**Exercise details:** Retype verbatim the lines of the listing, from the very first through the line with "pub struct ToolArguments".

**Stored data:**
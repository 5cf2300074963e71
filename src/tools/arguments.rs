//! Typed access to tool call arguments.

use crate::error::ShimError;

/// Wrapper around tool call arguments providing typed extraction.
#[derive(Debug, Clone)]
pub struct ToolArguments {
    value: serde_json::Value,
}

impl ToolArguments {
    pub fn new(value: serde_json::Value) -> Self {
        Self { value }
    }

    /// Parse raw arguments as sent by a provider.
    ///
    /// Providers deliver arguments either as a JSON object or as a string
    /// holding one; an empty string means "no arguments".
    pub fn parse(raw: &serde_json::Value) -> Result<Self, String> {
        match raw {
            serde_json::Value::String(text) => {
                let trimmed = text.trim();
                if trimmed.is_empty() {
                    return Ok(Self::new(serde_json::json!({})));
                }
                serde_json::from_str::<serde_json::Value>(trimmed)
                    .map(Self::new)
                    .map_err(|e| format!("arguments are not valid JSON: {e}"))
            }
            serde_json::Value::Null => Ok(Self::new(serde_json::json!({}))),
            other => Ok(Self::new(other.clone())),
        }
    }

    /// Get the raw JSON value.
    pub fn raw(&self) -> &serde_json::Value {
        &self.value
    }

    /// Get a string argument by key.
    pub fn get_str(&self, key: &str) -> Result<&str, ShimError> {
        self.value
            .get(key)
            .and_then(|v| v.as_str())
            .ok_or_else(|| ShimError::InvalidArgument(format!("Missing string argument: {key}")))
    }

    /// Get an optional string argument.
    pub fn get_str_opt(&self, key: &str) -> Option<&str> {
        self.value.get(key).and_then(|v| v.as_str())
    }

    /// Get an integer argument.
    pub fn get_i64(&self, key: &str) -> Result<i64, ShimError> {
        self.value
            .get(key)
            .and_then(|v| v.as_i64())
            .ok_or_else(|| ShimError::InvalidArgument(format!("Missing integer argument: {key}")))
    }

    /// Get a float argument.
    pub fn get_f64(&self, key: &str) -> Result<f64, ShimError> {
        self.value
            .get(key)
            .and_then(|v| v.as_f64())
            .ok_or_else(|| ShimError::InvalidArgument(format!("Missing float argument: {key}")))
    }

    /// Get a boolean argument.
    pub fn get_bool(&self, key: &str) -> Result<bool, ShimError> {
        self.value
            .get(key)
            .and_then(|v| v.as_bool())
            .ok_or_else(|| ShimError::InvalidArgument(format!("Missing boolean argument: {key}")))
    }

    /// Deserialize the entire arguments into a typed struct.
    pub fn deserialize<T: serde::de::DeserializeOwned>(&self) -> Result<T, ShimError> {
        serde_json::from_value(self.value.clone()).map_err(|e| {
            ShimError::InvalidArgument(format!("Failed to deserialize arguments: {e}"))
        })
    }
}
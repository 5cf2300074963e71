//! Message types for model communication.

use chrono::{DateTime, Utc};
use serde::{Deserialize, Serialize};

/// A message in a conversation.
#[derive(Debug, Clone, Serialize, Deserialize, PartialEq)]
pub struct ModelMessage {
    pub role: Role,
    pub content: Vec<ContentPart>,
    #[serde(default, skip_serializing_if = "Option::is_none")]
    pub name: Option<String>,
    #[serde(default, skip_serializing_if = "Option::is_none")]
    pub timestamp: Option<DateTime<Utc>>,
}

impl ModelMessage {
    fn with_parts(role: Role, content: Vec<ContentPart>) -> Self {
        Self {
            role,
            content,
            name: None,
            timestamp: Some(Utc::now()),
        }
    }

    /// Create a system message.
    pub fn system(text: impl Into<String>) -> Self {
        Self::with_parts(Role::System, vec![ContentPart::Text { text: text.into() }])
    }

    /// Create a user message.
    pub fn user(text: impl Into<String>) -> Self {
        Self::with_parts(Role::User, vec![ContentPart::Text { text: text.into() }])
    }

    /// Create an assistant message.
    pub fn assistant(text: impl Into<String>) -> Self {
        Self::with_parts(Role::Assistant, vec![ContentPart::Text { text: text.into() }])
    }

    /// Create an assistant message that requests tool calls.
    pub fn assistant_tool_calls(text: impl Into<String>, calls: &[AgentToolCall]) -> Self {
        let text = text.into();
        let mut content = Vec::with_capacity(calls.len() + 1);
        if !text.is_empty() {
            content.push(ContentPart::Text { text });
        }
        content.extend(calls.iter().cloned().map(ContentPart::ToolCall));
        Self::with_parts(Role::Assistant, content)
    }

    /// Create a tool result message.
    pub fn tool_result(
        tool_call_id: impl Into<String>,
        result: serde_json::Value,
        is_error: bool,
    ) -> Self {
        Self::with_parts(
            Role::Tool,
            vec![ContentPart::ToolResult(AgentToolResult {
                tool_call_id: tool_call_id.into(),
                result,
                is_error,
            })],
        )
    }

    /// Attach an author name (agent name for assistant messages).
    pub fn with_name(mut self, name: impl Into<String>) -> Self {
        self.name = Some(name.into());
        self
    }

    /// Extract the text content, concatenating all text parts.
    pub fn text(&self) -> String {
        self.content
            .iter()
            .filter_map(|part| match part {
                ContentPart::Text { text } => Some(text.as_str()),
                _ => None,
            })
            .collect::<Vec<_>>()
            .join("")
    }

    /// Extract tool calls from this message.
    pub fn tool_calls(&self) -> Vec<&AgentToolCall> {
        self.content
            .iter()
            .filter_map(|part| match part {
                ContentPart::ToolCall(tc) => Some(tc),
                _ => None,
            })
            .collect()
    }
}

/// Conversation role.
#[derive(Debug, Clone, Copy, Serialize, Deserialize, PartialEq, Eq, Hash)]
#[serde(rename_all = "lowercase")]
pub enum Role {
    System,
    User,
    Assistant,
    Tool,
}

/// A single part of message content.
#[derive(Debug, Clone, Serialize, Deserialize, PartialEq)]
#[serde(tag = "type", rename_all = "snake_case")]
pub enum ContentPart {
    Text { text: String },
    ToolCall(AgentToolCall),
    ToolResult(AgentToolResult),
}

/// A tool call requested by the model.
#[derive(Debug, Clone, Serialize, Deserialize, PartialEq)]
pub struct AgentToolCall {
    pub id: String,
    pub name: String,
    pub arguments: serde_json::Value,
}

/// A tool execution result.
#[derive(Debug, Clone, Serialize, Deserialize, PartialEq)]
pub struct AgentToolResult {
    pub tool_call_id: String,
    pub result: serde_json::Value,
    #[serde(default)]
    pub is_error: bool,
}

#[cfg(test)]
mod tests {
    use super::*;

    #[test]
    fn assistant_tool_calls_skips_empty_text() {
        let call = AgentToolCall {
            id: "call_1".into(),
            name: "Weather-get_weather".into(),
            arguments: serde_json::json!({ "city": "Paris" }),
        };
        let msg = ModelMessage::assistant_tool_calls("", &[call.clone()]);

        assert_eq!(msg.role, Role::Assistant);
        assert_eq!(msg.content.len(), 1);
        assert_eq!(msg.tool_calls(), vec![&call]);
        assert!(msg.text().is_empty());
    }

    #[test]
    fn text_joins_text_parts_only() {
        let mut msg = ModelMessage::assistant("The price ");
        msg.content.push(ContentPart::Text {
            text: "is $9.99".into(),
        });
        assert_eq!(msg.text(), "The price is $9.99");
    }
}
//! agent-shim: a minimal agent-hosting shim.
//!
//! Tools are registered explicitly in a [`tools::ToolRegistry`], bound with
//! instructions and a backing model service into an [`agent::ChatAgent`],
//! and invoked either for one structured answer or as a stream of fragments
//! threaded through a per-session [`session::SessionDriver`].
//!
//! # Quick Start
//!
//! ```no_run
//! use agent_shim::prelude::*;
//! use agent_shim::tools::builtin::MenuPlugin;
//!
//! # async fn example() -> agent_shim::error::Result<()> {
//! let config = ShimConfig::from_env()?;
//! let answer = agent_shim::agent::run(
//!     create_provider(&config)?,
//!     "You are a helpful assistant.",
//!     ToolRegistry::new().with_plugin(&MenuPlugin)?,
//!     Some(
//!         OutputSchema::new("MenuItem")
//!             .field("price", FieldType::Number)
//!             .field("name", FieldType::String),
//!     ),
//!     "What is the price of the soup special?",
//! )
//! .await?;
//! println!("{:?}", answer.structured);
//! # Ok(())
//! # }
//! ```

pub mod agent;
pub mod config;
pub mod error;
pub mod output;
pub mod prelude;
pub mod provider;
pub mod session;
pub mod tools;
pub mod types;
pub mod util;

#[cfg(feature = "cli")]
pub mod cli;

**Written solution:**
repository 5cf2300074963e71
filename src/tools/arguments.rs
//! Typed access to tool call arguments.

use crate::error::ShimError;

/// Wrapper around tool call arguments providing typed extraction.
#[derive(Debug, Clone)]
pub struct ToolArguments {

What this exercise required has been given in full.